Pressemitteilung vom 15.05.2009
Werbung

J.P. Morgan Asset Management: Wann wird aus dem „L“ ein „U“?

Robert Michele, globaler Chief Investment Officer für Anleihen, und Lisa Coleman, Head of Global Credit, im Investorengespräch

Die Experten von J.P. Morgan Asset Management zeigen sich verhalten optimistisch für die weitere Entwicklung der globalen Märkte. Bei einem Investorengespräch in Frankfurt erläutert Robert Michele, CIO für Anleihen und Währungen, dass die Rezession seit Jahresbeginn die gesamte Weltwirtschaft erfasst habe und nun in allen Regionen die Wachstumsprognosen erheblich nach unten korrigiert würden. Die Notenbanken und Regierungen ergriffen in der Folge weitere umfangreiche Maßnahmen, um dem Abschwung entgegenzuwirken: In den USA, Großbritannien und Japan wurden nicht nur die Zinsen auf nahezu null gesenkt, sondern darüber hinaus auch quantitative Lockerungsprogramme bekannt gegeben. Durch diese Maßnahmen ging die Volatilität an den Bondmärkten gegenüber den hohen Niveaus von Ende 2008 weltweit wieder zurück. Bei der Europäischen Zentralbank sieht Michele darüber hinaus noch Potenzial für weitere Zinsschritte.

In den USA hat das von der Obama-Regierung angekündigte Public-Private Investment Program (PPIP) des US-Finanzministeriums und der geplante Aufkauf von Staatsanleihen sowie von zusätzlichen Mortgage Backed Securities (MBS) und Anleihen der US-Agencies durch die Federal Reserve erhebliche Auswirkungen auf die Rentenmärkte. Nach einer deutlichen Kontraktion in der ersten Jahreshälfte sollten die Konjunkturmaßnahmen, der fortschreitende Lagerabbau, der geringere Druck aus dem Wohnimmobilienmarkt und die etwas günstigeren Finanzierungsbedingungen im zweiten Halbjahr eine allmähliche Rückkehr auf den Wachstumspfad herbeiführen. Dennoch dürfte das Wachstum mit gut einem Prozent unter der langfristigen Trendrate und somit so schwach bleiben, dass mit einem anhaltenden Anstieg der Arbeitslosenquote gerechnet werden muss. Aufgrund der beherzten Maßnahmen der Bank of England dürfte sich auch der Wirtschaftsabschwung in Großbritannien in den nächsten Monaten verlangsamen. Dennoch ist für die zweite Jahreshälfte bestenfalls mit einer Seitwärtsentwicklung der Wachstumsrate zu rechnen. Die Wirtschaftsflaute in Japan wird dagegen in den nächsten Quartalen anhalten, denn die Konjunkturindikatoren trüben sich weiter ein. Auch die Bank of Japan ging bereits zur Politik der Kreditlockerung über, um die Finanzierungsbedingungen für Unternehmen zu verbessern. Darüber hinaus weitete die japanische Notenbank den Kauf von Staatsanleihen aus. Sogar die gescholtene EZB, die den Hauptrefinanzierungssatz zuletzt auf ein Prozent senkte, hat ihre Politik der Kreditlockerung durch die Ankündigung des Kaufs von Pfandbriefen ausgeweitet.

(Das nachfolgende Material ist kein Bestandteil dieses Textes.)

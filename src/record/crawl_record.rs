use crate::url::extract_host;
use crate::UrlError;
use std::collections::HashMap;
use std::net::{IpAddr, SocketAddr};
use url::Url;

/// A downloaded page
#[derive(Debug, Clone, Default, PartialEq, Eq)]
pub struct FetchedPage {
    /// HTTP status code
    pub status: u16,

    /// Response headers; a header may repeat, so every value is kept
    pub headers: HashMap<String, Vec<String>>,

    /// Raw response body
    pub body: Vec<u8>,
}

impl FetchedPage {
    /// Returns the first value of a header, matched case-insensitively
    pub fn header(&self, name: &str) -> Option<&str> {
        self.headers
            .iter()
            .find(|(k, _)| k.eq_ignore_ascii_case(name))
            .and_then(|(_, v)| v.first())
            .map(String::as_str)
    }

    /// Returns true if the server reported an HTML body (or no content type at all)
    pub fn is_html(&self) -> bool {
        match self.header("content-type") {
            Some(ct) => ct.to_ascii_lowercase().contains("text/html"),
            None => true,
        }
    }
}

/// The canonical crawl record
///
/// Created from a URL when it is admitted, then filled in by each stage:
/// the resolver sets `address`, the downloader sets `page` or `error`.
#[derive(Debug, Clone)]
pub struct CrawlRecord {
    url: Url,
    host: String,
    port: u16,
    is_https: bool,
    address: Option<IpAddr>,
    page: Option<FetchedPage>,
    error: Option<String>,
    depth: u32,
}

impl CrawlRecord {
    /// Creates a record for a URL at depth 0
    ///
    /// The port is the explicit URL port, or the scheme default (443 for
    /// `https`, 80 otherwise).
    pub fn from_url(url: Url) -> Self {
        let is_https = url.scheme().to_ascii_lowercase().starts_with("https");
        let port = url.port().unwrap_or(if is_https { 443 } else { 80 });
        let host = extract_host(&url).unwrap_or_default();

        Self {
            url,
            host,
            port,
            is_https,
            address: None,
            page: None,
            error: None,
            depth: 0,
        }
    }

    /// Parses a URL string into a record
    pub fn parse(url: &str) -> Result<Self, UrlError> {
        let url = Url::parse(url).map_err(|e| UrlError::Parse(e.to_string()))?;
        Ok(Self::from_url(url))
    }

    /// Sets the crawl depth (number of hops from a seed)
    pub fn with_depth(mut self, depth: u32) -> Self {
        self.depth = depth;
        self
    }

    pub fn url(&self) -> &Url {
        &self.url
    }

    /// The lowercase host name, empty if the URL has none
    pub fn hostname(&self) -> &str {
        &self.host
    }

    /// The request path; `/` when the URL path is empty
    pub fn path(&self) -> &str {
        match self.url.path() {
            "" => "/",
            p => p,
        }
    }

    pub fn port(&self) -> u16 {
        self.port
    }

    pub fn is_https(&self) -> bool {
        self.is_https
    }

    pub fn depth(&self) -> u32 {
        self.depth
    }

    pub fn address(&self) -> Option<IpAddr> {
        self.address
    }

    pub fn set_address(&mut self, address: IpAddr) {
        self.address = Some(address);
    }

    /// The resolved address combined with the port, once resolution has run
    pub fn socket_addr(&self) -> Option<SocketAddr> {
        self.address.map(|ip| SocketAddr::new(ip, self.port))
    }

    pub fn page(&self) -> Option<&FetchedPage> {
        self.page.as_ref()
    }

    pub fn has_page(&self) -> bool {
        self.page.is_some()
    }

    pub fn set_page(&mut self, page: FetchedPage) {
        self.page = Some(page);
    }

    pub fn error(&self) -> Option<&str> {
        self.error.as_deref()
    }

    pub fn set_error(&mut self, error: impl Into<String>) {
        self.error = Some(error.into());
    }
}

#[cfg(test)]
mod tests {
    use super::*;
    use std::net::Ipv4Addr;

    #[test]
    fn test_socket_addr_with_explicit_port() {
        let mut r = CrawlRecord::parse("https://monkeys.com:65535/pie.html").unwrap();
        r.set_address(IpAddr::V4(Ipv4Addr::new(2, 2, 2, 2)));
        assert_eq!(r.socket_addr().unwrap().to_string(), "2.2.2.2:65535");
    }

    #[test]
    fn test_socket_addr_default_ports() {
        let mut r = CrawlRecord::parse("http://monkeys.com/pie.html").unwrap();
        r.set_address(IpAddr::V4(Ipv4Addr::new(2, 2, 2, 2)));
        assert_eq!(r.socket_addr().unwrap().to_string(), "2.2.2.2:80");

        let mut r = CrawlRecord::parse("https://monkeys.com/pie.html").unwrap();
        r.set_address(IpAddr::V4(Ipv4Addr::new(2, 2, 2, 2)));
        assert_eq!(r.socket_addr().unwrap().to_string(), "2.2.2.2:443");
    }

    #[test]
    fn test_socket_addr_before_resolution() {
        let r = CrawlRecord::parse("http://monkeys.com/").unwrap();
        assert!(r.socket_addr().is_none());
    }

    #[test]
    fn test_parse_fields() {
        let r = CrawlRecord::parse("https://monkeys.com:3444/banana/pie.html").unwrap();
        assert_eq!(r.hostname(), "monkeys.com");
        assert_eq!(r.path(), "/banana/pie.html");
        assert_eq!(r.port(), 3444);
        assert!(r.is_https());
        assert!(!r.has_page());
        assert_eq!(r.depth(), 0);
    }

    #[test]
    fn test_root_path() {
        let r = CrawlRecord::parse("http://pie.com").unwrap();
        assert_eq!(r.path(), "/");
    }

    #[test]
    fn test_url_round_trip() {
        let r = CrawlRecord::parse("https://banana.com/pie/apple/orange.html").unwrap();
        assert_eq!(r.url().as_str(), "https://banana.com/pie/apple/orange.html");
    }

    #[test]
    fn test_set_page() {
        let mut r = CrawlRecord::parse("https://monkeys.com").unwrap();
        let mut headers = HashMap::new();
        headers.insert(
            "foo".to_string(),
            vec!["bar".to_string(), "2".to_string()],
        );
        r.set_page(FetchedPage {
            status: 200,
            headers: headers.clone(),
            body: b"This is some body text".to_vec(),
        });

        assert!(r.has_page());
        let page = r.page().unwrap();
        assert_eq!(page.body, b"This is some body text");
        assert_eq!(page.headers.get("foo"), headers.get("foo"));
        assert_eq!(page.header("FOO"), Some("bar"));
    }

    #[test]
    fn test_set_error() {
        let mut r = CrawlRecord::parse("http://monkeys.com").unwrap();
        assert!(r.error().is_none());
        r.set_error("connection refused");
        assert_eq!(r.error(), Some("connection refused"));
    }

    #[test]
    fn test_is_html() {
        let mut page = FetchedPage::default();
        assert!(page.is_html());

        page.headers.insert(
            "Content-Type".to_string(),
            vec!["text/html; charset=utf-8".to_string()],
        );
        assert!(page.is_html());

        page.headers.insert(
            "Content-Type".to_string(),
            vec!["application/pdf".to_string()],
        );
        assert!(!page.is_html());
    }

    #[test]
    fn test_ipv6_literal_hostname() {
        let mut record = CrawlRecord::parse("http://[::1]:8080/").unwrap();
        assert_eq!(record.hostname(), "::1");

        record.set_address("::1".parse().unwrap());
        assert_eq!(record.socket_addr().unwrap().to_string(), "[::1]:8080");
    }

    #[test]
    fn test_with_depth() {
        let r = CrawlRecord::parse("http://pie.com/").unwrap().with_depth(3);
        assert_eq!(r.depth(), 3);
    }
}
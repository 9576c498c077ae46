// src/docs.rs

use utoipa::OpenApi;
use utoipa::openapi::security::{Http, HttpAuthScheme, SecurityScheme};

use crate::handlers;
use crate::models;

#[derive(OpenApi)]
#[openapi(
    paths(
        // --- Auth ---
        handlers::auth::login,

        // --- Enquiries ---
        handlers::enquiry::create_enquiry,
        handlers::enquiry::list_enquiries,
        handlers::enquiry::get_enquiry,
        handlers::enquiry::triage_enquiry,
        handlers::enquiry::test_email,

        // --- Cabs ---
        handlers::cabs::create_cab,
        handlers::cabs::list_cabs,
        handlers::cabs::triage_cab,

        // --- Tickets ---
        handlers::tickets::create_ticket,
        handlers::tickets::list_tickets,
        handlers::tickets::triage_ticket,

        // --- Packages ---
        handlers::packages::list_packages,
        handlers::packages::get_package,
        handlers::packages::create_package,
        handlers::packages::update_package,
        handlers::packages::delete_package,

        // --- Dashboard ---
        handlers::dashboard::get_dashboard,

        // --- Health ---
        handlers::health::test,
        handlers::health::health,
    ),
    components(
        schemas(
            // --- Auth ---
            models::auth::LoginPayload,
            models::auth::AuthResponse,

            // --- Leads ---
            models::lead::LeadStatus,
            models::lead::TicketMode,
            models::lead::CabRequest,
            models::lead::TicketRequest,
            models::lead::Enquiry,
            models::lead::Lead,
            models::lead::TriageUpdate,

            // --- Dashboard ---
            models::dashboard::ScopeStats,
            models::dashboard::QuickStats,
            models::dashboard::DashboardView,

            // --- Packages ---
            models::package::PackageTag,
            models::package::Package,
            models::package::PackagePatch,

            // --- Payloads ---
            handlers::cabs::CreateCabPayload,
            handlers::tickets::CreateTicketPayload,
            handlers::enquiry::CreateEnquiryPayload,
            handlers::packages::CreatePackagePayload,
        )
    ),
    tags(
        (name = "Auth", description = "Login do administrador"),
        (name = "Enquiries", description = "Formulário de contato e triagem"),
        (name = "Cabs", description = "Reservas de táxi"),
        (name = "Tickets", description = "Passagens de trem e voo"),
        (name = "Packages", description = "Catálogo de pacotes de viagem"),
        (name = "Dashboard", description = "Visão agregada dos leads"),
        (name = "Health", description = "Sondas de disponibilidade")
    ),
    modifiers(&SecurityAddon)
)]
pub struct ApiDoc;

struct SecurityAddon;

impl utoipa::Modify for SecurityAddon {
    fn modify(&self, openapi: &mut utoipa::openapi::OpenApi) {
        let components = openapi.components.get_or_insert_with(Default::default);
        components.add_security_scheme(
            "bearer_auth",
            SecurityScheme::Http(Http::new(HttpAuthScheme::Bearer)),
        );
    }
}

Insgesamt betont Robert Michele, dass es bei allen derzeit zu verzeichnenden positiven Frühindikatoren nach wie vor noch Korrekturbedarf gibt. Aber er sieht den G20-Gipfel als Wendepunkt: das Momentum des Abwärtstrends habe gestoppt werden können. Es sei – wenn auch auf niedrigem Niveau – zu einer Bodenbildung gekommen. Nun befinde sich die Wirtschaft in einer L-förmigen Seitwärtsbewegung. Damit aus dem „L“ nachhaltig ein „U“ werde, seien jedoch noch einige Folgen der Krise aufzuarbeiten: In der Historie zeigten Volkswirtschaften mit einer Bankenkrise im Durchschnitt vier Jahre ein Wachstum unter Trend. Ebenso dauert es rund vier Jahre bis das Bruttoinlandsprodukt pro Kopf wieder auf das Niveau vor der Krise ansteigt.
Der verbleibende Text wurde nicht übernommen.